Così, tra le lezioni viennesi di Wickhoff e Riegl e i primi viaggi, riuscì a dare corpo alle sua ricerche su Bramantino in due articoli – citando di nuovo Longhi – «indimenticabili», pubblicati sullo «Jahrbuch» viennese e, spinto proprio da Wickhoff, nella sua tesi per la libera docenza. Sono scritti a cui cinquant’anni dopo, nel suo Bramante pittore e il Bramantino, Suida ancora si appella, dimostrando che già allora, prima dei successivi e più accurati affondi archivistici, la profonda comprensione spinta da un vero trasporto e da uno sguardo limpido aveva dato già elementi sufficienti a una ricostruzione della vita e dell’arte del Suardi. Quasi una presa d’atto della bontà non tanto – o non solo – delle proprie ricerche giovanili, quanto del metodo acquisito tra Heidenberg e Vienna.
Lungo la tratta dei suoi viaggi e sulla scia dei suoi primi studi sull’arte lombarda Suida aveva potuto contare sulla «bontà paterna» di Gustavo Frizzoni, in una Milano che era in quegli anni una delle capitali della connoisseurship europea. Frizzoni era un ponte con l’eredità di Giovanni Morelli, e il ruolo di quest’ultimo nell’assestamento della disciplina era ben noto a Suida e ai frequentatori della Scuola di Vienna.
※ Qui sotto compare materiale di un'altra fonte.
// Job Scheduler - owns the cron scheduler and the recent execution log

use chrono::{DateTime, Utc};
use serde::{Deserialize, Serialize};
use sqlx::PgPool;
use std::sync::Arc;
use thiserror::Error;
use tokio::sync::RwLock;
use tokio_cron_scheduler::{Job, JobScheduler as TokioScheduler, JobSchedulerError};
use tracing::{error, info};
use uuid::Uuid;

use super::{AutoInvoicingJob, AutoInvoicingResult};
use crate::config::Config;
use crate::error::AppError;

/// Execution logs kept in memory
pub const MAX_EXECUTION_LOGS: usize = 100;

#[derive(Error, Debug)]
pub enum JobError {
    #[error("Scheduler error: {0}")]
    SchedulerError(#[from] JobSchedulerError),
    #[error("Database error: {0}")]
    DatabaseError(#[from] sqlx::Error),
    #[error("Job execution error: {0}")]
    ExecutionError(String),
    #[error("Configuration error: {0}")]
    ConfigError(String),
}

pub type JobResult<T> = Result<T, JobError>;

impl From<JobError> for AppError {
    fn from(err: JobError) -> Self {
        match err {
            JobError::DatabaseError(e) => e.into(),
            JobError::ConfigError(msg) => AppError::BadRequest(msg),
            other => AppError::InternalError(other.to_string()),
        }
    }
}

#[derive(Debug, Clone, Serialize, Deserialize)]
pub struct JobExecutionLog {
    pub id: Uuid,
    pub job_name: String,
    pub started_at: DateTime<Utc>,
    pub completed_at: Option<DateTime<Utc>>,
    pub status: JobStatus,
    pub items_processed: i32,
    pub errors: Vec<String>,
    pub duration_ms: Option<i64>,
}

#[derive(Debug, Clone, Serialize, Deserialize, PartialEq)]
pub enum JobStatus {
    Running,
    Completed,
    Failed,
    PartialFailure,
}

impl JobExecutionLog {
    pub fn from_auto_invoicing(
        started_at: DateTime<Utc>,
        outcome: &JobResult<AutoInvoicingResult>,
    ) -> Self {
        let completed_at = Utc::now();
        let (status, items_processed, errors) = match outcome {
            Ok(result) if result.errors.is_empty() => {
                (JobStatus::Completed, result.documents_issued, Vec::new())
            }
            Ok(result) => (
                JobStatus::PartialFailure,
                result.documents_issued,
                result.errors.clone(),
            ),
            Err(e) => (JobStatus::Failed, 0, vec![e.to_string()]),
        };

        Self {
            id: Uuid::new_v4(),
            job_name: "Auto Invoicing".to_string(),
            started_at,
            completed_at: Some(completed_at),
            status,
            items_processed,
            errors,
            duration_ms: Some((completed_at - started_at).num_milliseconds()),
        }
    }
}

/// Append a log entry, dropping the oldest past `MAX_EXECUTION_LOGS`
pub fn push_log(logs: &mut Vec<JobExecutionLog>, log: JobExecutionLog) {
    logs.push(log);
    if logs.len() > MAX_EXECUTION_LOGS {
        let excess = logs.len() - MAX_EXECUTION_LOGS;
        logs.drain(..excess);
    }
}

/// Recent job runs, shared between the scheduler and the HTTP layer
#[derive(Debug, Clone, Default)]
pub struct ExecutionLog {
    entries: Arc<RwLock<Vec<JobExecutionLog>>>,
}

impl ExecutionLog {
    pub fn new() -> Self {
        Self::default()
    }

    pub async fn record(&self, log: JobExecutionLog) {
        push_log(&mut *self.entries.write().await, log);
    }

    /// Oldest first
    pub async fn recent(&self) -> Vec<JobExecutionLog> {
        self.entries.read().await.clone()
    }
}

/// Run a job by name outside its schedule and record the outcome
pub async fn run_job_now(
    db_pool: PgPool,
    config: &Config,
    logs: &ExecutionLog,
    job_name: &str,
) -> JobResult<AutoInvoicingResult> {
    match job_name {
        "auto_invoicing" | "auto-invoicing" => {
            let started_at = Utc::now();
            let job = AutoInvoicingJob::new(db_pool, &config.accounting, &config.auto_invoicing);
            let outcome = job.run().await;
            logs.record(JobExecutionLog::from_auto_invoicing(started_at, &outcome)).await;
            outcome
        }
        _ => Err(JobError::ConfigError(format!("Unknown job: {}", job_name))),
    }
}

pub struct JobScheduler {
    scheduler: TokioScheduler,
    db_pool: PgPool,
    config: Config,
    execution_logs: ExecutionLog,
}

impl JobScheduler {
    pub async fn new(db_pool: PgPool, config: Config, execution_logs: ExecutionLog) -> JobResult<Self> {
        let scheduler = TokioScheduler::new().await?;

        Ok(Self {
            scheduler,
            db_pool,
            config,
            execution_logs,
        })
    }

    pub async fn start(&self) -> JobResult<()> {
        info!("Starting background job scheduler");

        self.schedule_auto_invoicing().await?;

        self.scheduler.start().await?;

        info!("Background job scheduler started successfully");
        Ok(())
    }

    pub async fn shutdown(&mut self) -> JobResult<()> {
        info!("Shutting down background job scheduler");
        self.scheduler.shutdown().await?;
        Ok(())
    }

    async fn schedule_auto_invoicing(&self) -> JobResult<()> {
        if !self.config.auto_invoicing.enabled {
            info!("Auto-invoicing is disabled, skipping auto-invoicing job");
            return Ok(());
        }

        let cron_expr = self.config.auto_invoicing.cron_expression();
        let db_pool = self.db_pool.clone();
        let config = self.config.clone();
        let logs = self.execution_logs.clone();

        let job = Job::new_async(cron_expr.as_str(), move |_uuid, _lock| {
            let db_pool = db_pool.clone();
            let config = config.clone();
            let logs = logs.clone();

            Box::pin(async move {
                let started_at = Utc::now();
                info!("Running auto-invoicing job");

                let job = AutoInvoicingJob::new(db_pool, &config.accounting, &config.auto_invoicing);
                let outcome = job.run().await;

                match &outcome {
                    Ok(result) => info!(
                        "Auto-invoicing completed: {} checked, {} issued, {} already invoiced",
                        result.transactions_checked, result.documents_issued, result.already_invoiced
                    ),
                    Err(e) => error!("Auto-invoicing failed: {}", e),
                }

                logs.record(JobExecutionLog::from_auto_invoicing(started_at, &outcome)).await;
            })
        })?;

        self.scheduler.add(job).await?;
        info!(
            "Scheduled auto-invoicing every {} minutes",
            self.config.auto_invoicing.interval_minutes
        );

        Ok(())
    }
}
Ma che cosa spinse lo studioso austriaco a impegnarsi in una impervia ricostruzione della carriera del Bramantino che durerà dal 1902 per mezzo secolo?
Fino ad allora su Bartolomeo Suardi detto il Bramantino si sapeva poco. Il più importante artista lombardo del suo tempo era stato a lungo dimenticato, confuso fino a far dubitare della sua stessa esistenza. Rimontarne la figura era un’impresa difficile che andava affrontata mettendo a profitto tanto il metodo morelliano quanto le indagini documentarie, le «rivelazioni tecnico-artistiche» di un restauratore come Luigi Cavenaghi, la conoscenza del territorio e delle collezioni, private e non, con guide come Guido Cagnola. Disporre, insomma, di tutti gli strumenti che definiscono finalmente la storia dell’arte come disciplina storica, trasponendo il conoscitore in filologo, e quindi in uno storico della cultura figurativa che nelle opere rintraccia i legami utili a ricucire contesti.
In questa palestra per una storia dell’arte ormai diventata scienza, non mancherà nemmeno una particolare attenzione ai raggiungimenti poetici; nel caso nostro, già in quei primi saggi dall’ampio respiro monografico Suida metteva agli apici della produzione dell’artista, e con una cronologia al 1520 circa, la Fuga in Egitto del santuario della Madonna del Sasso di Orselina, «eines der größten Meisterstücke Bramantinos». Un quadro che trent’anni prima aveva colpito Cavalcaselle e che, dopo le aperture di Suida, affascinerà Berenson per una «sensitività quasi morbosa» che anticipa Rosso e Parmigianino, per «qualche cosa che avvince irresistibilmente, come in certe arie de L’enfance du Christ del Berlioz».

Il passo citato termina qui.